WHAT TO WORK ON ::
Output, word for word, the span of lines that starts at the one containing "scene.frame(FrameClock::new(step as f32" and ends at the last line of the records.

MATERIAL SHOWN ::
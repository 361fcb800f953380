//! Motion wrappers and leaf components: orbiters, rotators, models,
//! floating platforms and the pointer-following circle.

use glam::Vec3;

use super::component::{Component, FrameContext, Group};
use super::engine::{publish, NodeDesc, NodeId, NodeKind, SceneEngine};
use super::Transform;
use crate::error::SceneError;
use crate::input::PointerEvent;
use crate::interaction::{PauseFlag, TooltipOverlay};
use crate::motion::{Axis, FloatMotion, Motion, MouseFollow, Orbit, Spin};
use crate::options::{MouseCircleOptions, PlatformOptions};
use crate::util::frame_timing::FrameClock;

// ── Motion wrappers ──────────────────────────────────────────────────────

/// Group that orbits a target and faces it, carrying a child subtree.
pub struct Orbiter {
    group: Group,
    orbit: Orbit,
    child: Box<dyn Component>,
}

impl Orbiter {
    /// Orbit `child` using `orbit`. The group starts on the circle facing
    /// the target, so a pause before the first tick leaves it there.
    #[must_use]
    pub fn new(orbit: Orbit, child: Box<dyn Component>) -> Self {
        let mut transform = Transform::new().with_position(orbit.position(0.0));
        let _ = transform.look_at(orbit.state().target);
        Self {
            group: Group::new("orbiter", transform),
            orbit,
            child,
        }
    }

    /// Current local transform of the orbiting group.
    #[must_use]
    pub fn transform(&self) -> &Transform {
        &self.group.transform
    }

    /// The orbit driving this group.
    #[must_use]
    pub fn orbit(&self) -> &Orbit {
        &self.orbit
    }
}

impl Component for Orbiter {
    fn name(&self) -> &'static str {
        "orbiter"
    }

    fn mount(
        &mut self,
        engine: &mut dyn SceneEngine,
        parent: Option<NodeId>,
    ) -> Result<(), SceneError> {
        let node = self.group.mount(engine, parent);
        self.child.mount(engine, Some(node))
    }

    fn tick(&mut self, clock: FrameClock, ctx: &mut FrameContext<'_>) {
        if self.group.node().is_some() {
            self.orbit.apply(clock, &mut self.group.transform);
            self.group.sync(ctx.engine);
        }
        let child = &mut self.child;
        ctx.nested(self.group.transform.matrix(), |ctx| child.tick(clock, ctx));
    }

    fn pointer(&mut self, event: PointerEvent) {
        self.child.pointer(event);
    }

    fn overlays(&self, out: &mut Vec<TooltipOverlay>) {
        self.child.overlays(out);
    }

    fn unmount(&mut self, engine: &mut dyn SceneEngine) {
        self.child.unmount(engine);
        self.group.unmount(engine);
    }
}

/// Group spinning about one local axis, carrying a child subtree.
pub struct Rotator {
    group: Group,
    spin: Spin,
    child: Box<dyn Component>,
}

impl Rotator {
    /// Spin `child` about `axis` at `speed` radians per second.
    #[must_use]
    pub fn new(axis: Axis, speed: f32, child: Box<dyn Component>) -> Self {
        Self {
            group: Group::new("rotator", Transform::new()),
            spin: Spin::new(axis, speed),
            child,
        }
    }

    /// Pause while `pause` is raised.
    #[must_use]
    pub fn with_pause(mut self, pause: PauseFlag) -> Self {
        self.spin = self.spin.with_pause(pause);
        self
    }

    /// The spin driving this group.
    #[must_use]
    pub fn spin(&self) -> &Spin {
        &self.spin
    }
}

impl Component for Rotator {
    fn name(&self) -> &'static str {
        "rotator"
    }

    fn mount(
        &mut self,
        engine: &mut dyn SceneEngine,
        parent: Option<NodeId>,
    ) -> Result<(), SceneError> {
        let node = self.group.mount(engine, parent);
        self.child.mount(engine, Some(node))
    }

    fn tick(&mut self, clock: FrameClock, ctx: &mut FrameContext<'_>) {
        if self.group.node().is_some() {
            self.spin.apply(clock, &mut self.group.transform);
            self.group.sync(ctx.engine);
        }
        let child = &mut self.child;
        ctx.nested(self.group.transform.matrix(), |ctx| child.tick(clock, ctx));
    }

    fn pointer(&mut self, event: PointerEvent) {
        self.child.pointer(event);
    }

    fn overlays(&self, out: &mut Vec<TooltipOverlay>) {
        self.child.overlays(out);
    }

    fn unmount(&mut self, engine: &mut dyn SceneEngine) {
        self.child.unmount(engine);
        self.group.unmount(engine);
    }
}

// ── Leaves ───────────────────────────────────────────────────────────────

/// A static model loaded by path.
#[derive(Debug, Clone)]
pub struct Model {
    path: String,
    transform: Transform,
    cast_shadow: bool,
    receive_shadow: bool,
    node: Option<NodeId>,
}

impl Model {
    /// Model at `path` with shadows on.
    pub fn new(path: impl Into<String>, transform: Transform) -> Self {
        Self {
            path: path.into(),
            transform,
            cast_shadow: true,
            receive_shadow: true,
            node: None,
        }
    }

    /// Model described by platform options.
    #[must_use]
    pub fn from_options(options: &PlatformOptions) -> Self {
        Self::new(options.path.clone(), options.transform())
            .with_shadows(options.cast_shadow, options.receive_shadow)
    }

    /// Same model with shadow flags.
    #[must_use]
    pub fn with_shadows(mut self, cast: bool, receive: bool) -> Self {
        self.cast_shadow = cast;
        self.receive_shadow = receive;
        self
    }

    /// Asset path.
    #[must_use]
    pub fn path(&self) -> &str {
        &self.path
    }

    /// Engine node, once mounted.
    #[must_use]
    pub fn node(&self) -> Option<NodeId> {
        self.node
    }
}

impl Component for Model {
    fn name(&self) -> &'static str {
        "model"
    }

    fn mount(
        &mut self,
        engine: &mut dyn SceneEngine,
        parent: Option<NodeId>,
    ) -> Result<(), SceneError> {
        let handle = engine.load_model(&self.path)?;
        let desc = NodeDesc::new(self.path.clone(), NodeKind::Model(handle))
            .with_parent(parent)
            .with_transform(self.transform)
            .with_shadows(self.cast_shadow, self.receive_shadow);
        self.node = Some(engine.attach(desc));
        Ok(())
    }

    fn tick(&mut self, _clock: FrameClock, _ctx: &mut FrameContext<'_>) {}

    fn unmount(&mut self, engine: &mut dyn SceneEngine) {
        if let Some(id) = self.node.take() {
            engine.detach(id);
        }
    }
}

/// A model drifting with [`FloatMotion`].
pub struct FloatingPlatform {
    model: Model,
    motion: FloatMotion,
    transform: Transform,
}

impl FloatingPlatform {
    /// Float `model` with `motion`.
    #[must_use]
    pub fn new(model: Model, motion: FloatMotion) -> Self {
        let transform = model.transform;
        Self {
            model,
            motion,
            transform,
        }
    }

    /// Current transform of the model.
    #[must_use]
    pub fn transform(&self) -> &Transform {
        &self.transform
    }
}

impl Component for FloatingPlatform {
    fn name(&self) -> &'static str {
        "floating platform"
    }

    fn mount(
        &mut self,
        engine: &mut dyn SceneEngine,
        parent: Option<NodeId>,
    ) -> Result<(), SceneError> {
        self.model.mount(engine, parent)
    }

    fn tick(&mut self, clock: FrameClock, ctx: &mut FrameContext<'_>) {
        if self.model.node.is_none() {
            return;
        }
        self.motion.apply(clock, &mut self.transform);
        publish(ctx.engine, self.model.node, &self.transform);
    }

    fn unmount(&mut self, engine: &mut dyn SceneEngine) {
        self.model.unmount(engine);
    }
}

/// Unlit disc that eases toward the pointer; bright enough to bloom.
pub struct MouseCircle {
    options: MouseCircleOptions,
    follow: MouseFollow,
    transform: Transform,
    node: Option<NodeId>,
}

impl MouseCircle {
    /// Circle configured by `options`, starting at `options.position`.
    #[must_use]
    pub fn new(options: MouseCircleOptions) -> Self {
        let follow = MouseFollow::new(options.bounds.into(), options.smoothing);
        let transform =
            Transform::new().with_position(Vec3::from(options.position));
        Self {
            options,
            follow,
            transform,
            node: None,
        }
    }

    /// Current transform of the circle.
    #[must_use]
    pub fn transform(&self) -> &Transform {
        &self.transform
    }
}

impl Component for MouseCircle {
    fn name(&self) -> &'static str {
        "mouse circle"
    }

    fn mount(
        &mut self,
        engine: &mut dyn SceneEngine,
        parent: Option<NodeId>,
    ) -> Result<(), SceneError> {
        let kind = NodeKind::Circle {
            radius: self.options.radius,
            segments: self.options.segments,
            color: self.options.color,
            tone_mapped: false,
        };
        let desc = NodeDesc::new("mouse circle", kind)
            .with_parent(parent)
            .with_transform(self.transform);
        self.node = Some(engine.attach(desc));
        Ok(())
    }

    fn tick(&mut self, _clock: FrameClock, ctx: &mut FrameContext<'_>) {
        if self.node.is_none() {
            return;
        }
        self.follow.apply(ctx.pointer.ndc(), &mut self.transform);
        publish(ctx.engine, self.node, &self.transform);
    }

    fn unmount(&mut self, engine: &mut dyn SceneEngine) {
        if let Some(id) = self.node.take() {
            engine.detach(id);
        }
    }
}

#[cfg(test)]
mod tests {
    use glam::{EulerRot, Quat};

    use super::*;
    use crate::options::FloatingPlatformOptions;
    use crate::scene::{HeadlessEngine, Scene};

    #[test]
    fn orbiter_paused_before_first_tick_stays_on_circle() {
        let pause = PauseFlag::new();
        pause.set(true);
        let orbit = Orbit::new(Vec3::ZERO, 3.0, 0.3).with_pause(pause);
        let model = Box::new(Model::new("/models/rock.glb", Transform::new()));
        let mut scene = Scene::new(HeadlessEngine::new());
        let _ = scene.mount(Box::new(Orbiter::new(orbit, model))).unwrap();

        scene.frame(FrameClock::new(0.1, 0.1));
        let engine = scene.engine();
        let node = engine.nodes_labelled("orbiter")[0];
        let t = engine.node(node).unwrap().transform;
        assert!(t.position.abs_diff_eq(Vec3::new(3.0, 0.0, 0.0), 1e-6));
        assert!(t.forward().abs_diff_eq(Vec3::NEG_X, 1e-5));
    }

    #[test]
    fn floating_platform_publishes_motion_with_rest_tilt() {
        let mut options = FloatingPlatformOptions {
            orbit: false,
            rotate_speed: 1.0,
            ..FloatingPlatformOptions::default()
        };
        options.platform.path = "/models/drift.glb".to_owned();
        options.platform.position = [0.0, 1.0, 0.0];
        options.platform.rotation = [0.3, 0.0, 0.2];
        let platform = FloatingPlatform::new(
            Model::from_options(&options.platform),
            options.motion(),
        );
        let mut scene = Scene::new(HeadlessEngine::new());
        let _ = scene.mount(Box::new(platform)).unwrap();

        for step in 1..=10 {
            scene.frame(FrameClock::new(step as f32 * 0.1, 0.1));
        }
        let engine = scene.engine();
        let node = engine.nodes_labelled("/models/drift.glb")[0];
        let t = engine.node(node).unwrap().transform;
        assert!((t.position.y - 1.0).abs() <= 0.1 + 1e-6);
        assert_eq!((t.position.x, t.position.z), (0.0, 0.0));
        let expected = Quat::from_euler(EulerRot::XYZ, 0.3, 1.0, 0.2);
        assert!(t.rotation.abs_diff_eq(expected, 1e-5));
    }
}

EXERCISE OUTPUT ::
            scene.frame(FrameClock::new(step as f32 * 0.1, 0.1));
        }
        let engine = scene.engine();
        let node = engine.nodes_labelled("/models/drift.glb")[0];
        let t = engine.node(node).unwrap().transform;
        assert!((t.position.y - 1.0).abs() <= 0.1 + 1e-6);
        assert_eq!((t.position.x, t.position.z), (0.0, 0.0));
        let expected = Quat::from_euler(EulerRot::XYZ, 0.3, 1.0, 0.2);
        assert!(t.rotation.abs_diff_eq(expected, 1e-5));
    }
}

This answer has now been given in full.